*** Opening of Extracted data ***

//! Логирование на базе `tracing`.
//!
//! Кодек пишет события сам (`debug!` на уровне документа, `trace!` на
//! уровне узла); этот модуль только устанавливает подписчик.

pub mod config;
mod filters;
mod formatter;

pub use config::{LogFormat, LoggingConfig};
use fbxbin_error::{FbxbinResult, GenericError, StackError, StatusCode};
use tracing_subscriber::{layer::SubscriberExt, util::SubscriberInitExt};

/// Устанавливает глобальный подписчик.
///
/// Повторный вызов в том же процессе возвращает ошибку.
pub fn init_logging(config: &LoggingConfig) -> FbxbinResult<()> {
    config
        .validate()
        .map_err(|msg| StackError::new(GenericError::new(StatusCode::ConfigError, msg)))?;

    let env_filter = filters::build_filter_from_config(config);
    let layer = formatter::build_formatter_from_config(config);

    tracing_subscriber::registry()
        .with(env_filter)
        .with(layer)
        .try_init()
        .map_err(|e| {
            StackError::new(GenericError::new(
                StatusCode::Internal,
                format!("failed to install log subscriber: {e}"),
            ))
        })?;

    tracing::debug!(
        version = env!("CARGO_PKG_VERSION"),
        level = %config.build_filter_directive(),
        format = ?config.format,
        "Logging initialized"
    );
    Ok(())
}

*** Close of Extracted data ***

Only the lines from the one containing "pub fn init_logging(config: &LoggingConfig)" through the one containing "let env_filter = filters::build_filter_from_config(config);" are to be retyped, both boundary lines included, with no other material.

## Answer to the exercise
pub fn init_logging(config: &LoggingConfig) -> FbxbinResult<()> {
    config
        .validate()
        .map_err(|msg| StackError::new(GenericError::new(StatusCode::ConfigError, msg)))?;

    let env_filter = filters::build_filter_from_config(config);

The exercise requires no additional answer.